Stored entries
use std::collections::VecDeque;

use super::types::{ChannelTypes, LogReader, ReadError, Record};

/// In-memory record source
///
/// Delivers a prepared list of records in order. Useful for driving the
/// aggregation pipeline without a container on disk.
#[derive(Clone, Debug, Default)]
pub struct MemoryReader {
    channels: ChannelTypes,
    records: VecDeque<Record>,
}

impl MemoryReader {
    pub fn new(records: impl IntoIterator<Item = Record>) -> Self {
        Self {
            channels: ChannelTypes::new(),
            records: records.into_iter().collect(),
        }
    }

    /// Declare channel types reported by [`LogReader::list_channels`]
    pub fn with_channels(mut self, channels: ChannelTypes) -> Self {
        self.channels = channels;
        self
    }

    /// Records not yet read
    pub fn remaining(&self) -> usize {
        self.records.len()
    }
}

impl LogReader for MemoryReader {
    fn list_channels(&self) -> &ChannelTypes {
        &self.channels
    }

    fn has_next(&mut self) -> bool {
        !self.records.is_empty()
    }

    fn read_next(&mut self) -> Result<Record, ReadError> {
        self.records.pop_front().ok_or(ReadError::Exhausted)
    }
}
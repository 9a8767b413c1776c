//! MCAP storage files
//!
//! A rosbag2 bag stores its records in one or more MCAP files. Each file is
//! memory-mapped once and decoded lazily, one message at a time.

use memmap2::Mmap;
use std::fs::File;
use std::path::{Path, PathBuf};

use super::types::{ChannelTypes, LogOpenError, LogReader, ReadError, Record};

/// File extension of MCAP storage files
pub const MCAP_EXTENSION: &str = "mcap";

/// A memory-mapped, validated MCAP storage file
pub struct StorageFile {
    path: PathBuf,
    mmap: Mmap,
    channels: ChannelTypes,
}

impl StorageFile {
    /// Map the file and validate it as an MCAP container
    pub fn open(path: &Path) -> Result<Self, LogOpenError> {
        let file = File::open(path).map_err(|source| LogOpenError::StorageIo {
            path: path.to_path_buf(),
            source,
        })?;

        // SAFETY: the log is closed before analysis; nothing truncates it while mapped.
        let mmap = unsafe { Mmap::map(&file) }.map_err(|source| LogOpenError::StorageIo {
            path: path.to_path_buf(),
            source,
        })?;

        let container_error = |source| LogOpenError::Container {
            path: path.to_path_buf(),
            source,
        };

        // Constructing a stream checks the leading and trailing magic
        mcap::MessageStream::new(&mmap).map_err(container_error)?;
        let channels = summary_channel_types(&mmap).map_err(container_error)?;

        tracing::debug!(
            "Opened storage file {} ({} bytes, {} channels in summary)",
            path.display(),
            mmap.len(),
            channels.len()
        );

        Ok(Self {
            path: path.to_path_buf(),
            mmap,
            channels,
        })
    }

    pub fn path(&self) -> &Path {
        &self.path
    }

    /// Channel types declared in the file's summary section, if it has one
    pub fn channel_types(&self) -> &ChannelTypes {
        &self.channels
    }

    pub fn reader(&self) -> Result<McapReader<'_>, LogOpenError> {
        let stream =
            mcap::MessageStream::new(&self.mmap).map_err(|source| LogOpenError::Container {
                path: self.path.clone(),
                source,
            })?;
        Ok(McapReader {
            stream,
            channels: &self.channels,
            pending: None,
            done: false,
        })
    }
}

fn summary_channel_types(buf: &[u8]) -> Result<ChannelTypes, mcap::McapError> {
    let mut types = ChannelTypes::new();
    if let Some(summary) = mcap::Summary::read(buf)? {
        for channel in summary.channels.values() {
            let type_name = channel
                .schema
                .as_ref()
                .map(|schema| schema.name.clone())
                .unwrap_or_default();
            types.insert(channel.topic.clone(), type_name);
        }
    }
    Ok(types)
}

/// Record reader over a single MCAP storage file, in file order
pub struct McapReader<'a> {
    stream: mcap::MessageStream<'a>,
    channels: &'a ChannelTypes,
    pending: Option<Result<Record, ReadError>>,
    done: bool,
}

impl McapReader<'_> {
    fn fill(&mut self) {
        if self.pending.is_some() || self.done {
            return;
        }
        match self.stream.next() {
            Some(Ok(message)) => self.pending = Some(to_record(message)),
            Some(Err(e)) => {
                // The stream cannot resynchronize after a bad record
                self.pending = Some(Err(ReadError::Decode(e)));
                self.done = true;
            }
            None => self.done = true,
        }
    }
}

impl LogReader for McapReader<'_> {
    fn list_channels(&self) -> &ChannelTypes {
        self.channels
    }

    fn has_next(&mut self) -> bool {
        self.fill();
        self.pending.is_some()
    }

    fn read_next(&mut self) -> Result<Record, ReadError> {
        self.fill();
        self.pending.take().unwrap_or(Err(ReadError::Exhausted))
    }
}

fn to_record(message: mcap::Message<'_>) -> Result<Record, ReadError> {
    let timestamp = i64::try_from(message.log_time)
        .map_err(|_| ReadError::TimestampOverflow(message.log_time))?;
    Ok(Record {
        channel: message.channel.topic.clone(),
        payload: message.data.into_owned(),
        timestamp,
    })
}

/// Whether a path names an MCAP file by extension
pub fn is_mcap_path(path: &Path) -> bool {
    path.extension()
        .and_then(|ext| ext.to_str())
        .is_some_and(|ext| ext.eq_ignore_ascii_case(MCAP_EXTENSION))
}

Exercise brief: Exact output of every entry is required.

Your response:
use std::collections::VecDeque;

use super::types::{ChannelTypes, LogReader, ReadError, Record};

/// In-memory record source
///
/// Delivers a prepared list of records in order. Useful for driving the
/// aggregation pipeline without a container on disk.
#[derive(Clone, Debug, Default)]
pub struct MemoryReader {
    channels: ChannelTypes,
    records: VecDeque<Record>,
}

impl MemoryReader {
    pub fn new(records: impl IntoIterator<Item = Record>) -> Self {
        Self {
            channels: ChannelTypes::new(),
            records: records.into_iter().collect(),
        }
    }

    /// Declare channel types reported by [`LogReader::list_channels`]
    pub fn with_channels(mut self, channels: ChannelTypes) -> Self {
        self.channels = channels;
        self
    }

    /// Records not yet read
    pub fn remaining(&self) -> usize {
        self.records.len()
    }
}

impl LogReader for MemoryReader {
    fn list_channels(&self) -> &ChannelTypes {
        &self.channels
    }

    fn has_next(&mut self) -> bool {
        !self.records.is_empty()
    }

    fn read_next(&mut self) -> Result<Record, ReadError> {
        self.records.pop_front().ok_or(ReadError::Exhausted)
    }
}
repository 9a8767b413c1776c
//! MCAP storage files
//!
//! A rosbag2 bag stores its records in one or more MCAP files. Each file is
//! memory-mapped once and decoded lazily, one message at a time.

use memmap2::Mmap;
use std::fs::File;
use std::path::{Path, PathBuf};

use super::types::{ChannelTypes, LogOpenError, LogReader, ReadError, Record};

/// File extension of MCAP storage files
pub const MCAP_EXTENSION: &str = "mcap";

/// A memory-mapped, validated MCAP storage file
pub struct StorageFile {
    path: PathBuf,
    mmap: Mmap,
    channels: ChannelTypes,
}

impl StorageFile {
    /// Map the file and validate it as an MCAP container
    pub fn open(path: &Path) -> Result<Self, LogOpenError> {
        let file = File::open(path).map_err(|source| LogOpenError::StorageIo {
            path: path.to_path_buf(),
            source,
        })?;

        // SAFETY: the log is closed before analysis; nothing truncates it while mapped.
        let mmap = unsafe { Mmap::map(&file) }.map_err(|source| LogOpenError::StorageIo {
            path: path.to_path_buf(),
            source,
        })?;

        let container_error = |source| LogOpenError::Container {
            path: path.to_path_buf(),
            source,
        };

        // Constructing a stream checks the leading and trailing magic
        mcap::MessageStream::new(&mmap).map_err(container_error)?;
        let channels = summary_channel_types(&mmap).map_err(container_error)?;

        tracing::debug!(
            "Opened storage file {} ({} bytes, {} channels in summary)",
            path.display(),
            mmap.len(),
            channels.len()
        );

        Ok(Self {
            path: path.to_path_buf(),
            mmap,
            channels,
        })
    }

    pub fn path(&self) -> &Path {
        &self.path
    }

    /// Channel types declared in the file's summary section, if it has one
    pub fn channel_types(&self) -> &ChannelTypes {
        &self.channels
    }

    pub fn reader(&self) -> Result<McapReader<'_>, LogOpenError> {
        let stream =
            mcap::MessageStream::new(&self.mmap).map_err(|source| LogOpenError::Container {
                path: self.path.clone(),
                source,
            })?;
        Ok(McapReader {
            stream,
            channels: &self.channels,
            pending: None,
            done: false,
        })
    }
}

fn summary_channel_types(buf: &[u8]) -> Result<ChannelTypes, mcap::McapError> {
    let mut types = ChannelTypes::new();
    if let Some(summary) = mcap::Summary::read(buf)? {
        for channel in summary.channels.values() {
            let type_name = channel
                .schema
                .as_ref()
                .map(|schema| schema.name.clone())
                .unwrap_or_default();
            types.insert(channel.topic.clone(), type_name);
        }
    }
    Ok(types)
}

/// Record reader over a single MCAP storage file, in file order
pub struct McapReader<'a> {
    stream: mcap::MessageStream<'a>,
    channels: &'a ChannelTypes,
    pending: Option<Result<Record, ReadError>>,
    done: bool,
}

impl McapReader<'_> {
    fn fill(&mut self) {
        if self.pending.is_some() || self.done {
            return;
        }
        match self.stream.next() {
            Some(Ok(message)) => self.pending = Some(to_record(message)),
            Some(Err(e)) => {
                // The stream cannot resynchronize after a bad record
                self.pending = Some(Err(ReadError::Decode(e)));
                self.done = true;
            }
            None => self.done = true,
        }
    }
}

impl LogReader for McapReader<'_> {
    fn list_channels(&self) -> &ChannelTypes {
        self.channels
    }

    fn has_next(&mut self) -> bool {
        self.fill();
        self.pending.is_some()
    }

    fn read_next(&mut self) -> Result<Record, ReadError> {
        self.fill();
        self.pending.take().unwrap_or(Err(ReadError::Exhausted))
    }
}

fn to_record(message: mcap::Message<'_>) -> Result<Record, ReadError> {
    let timestamp = i64::try_from(message.log_time)
        .map_err(|_| ReadError::TimestampOverflow(message.log_time))?;
    Ok(Record {
        channel: message.channel.topic.clone(),
        payload: message.data.into_owned(),
        timestamp,
    })
}

/// Whether a path names an MCAP file by extension
pub fn is_mcap_path(path: &Path) -> bool {
    path.extension()
        .and_then(|ext| ext.to_str())
        .is_some_and(|ext| ext.eq_ignore_ascii_case(MCAP_EXTENSION))
}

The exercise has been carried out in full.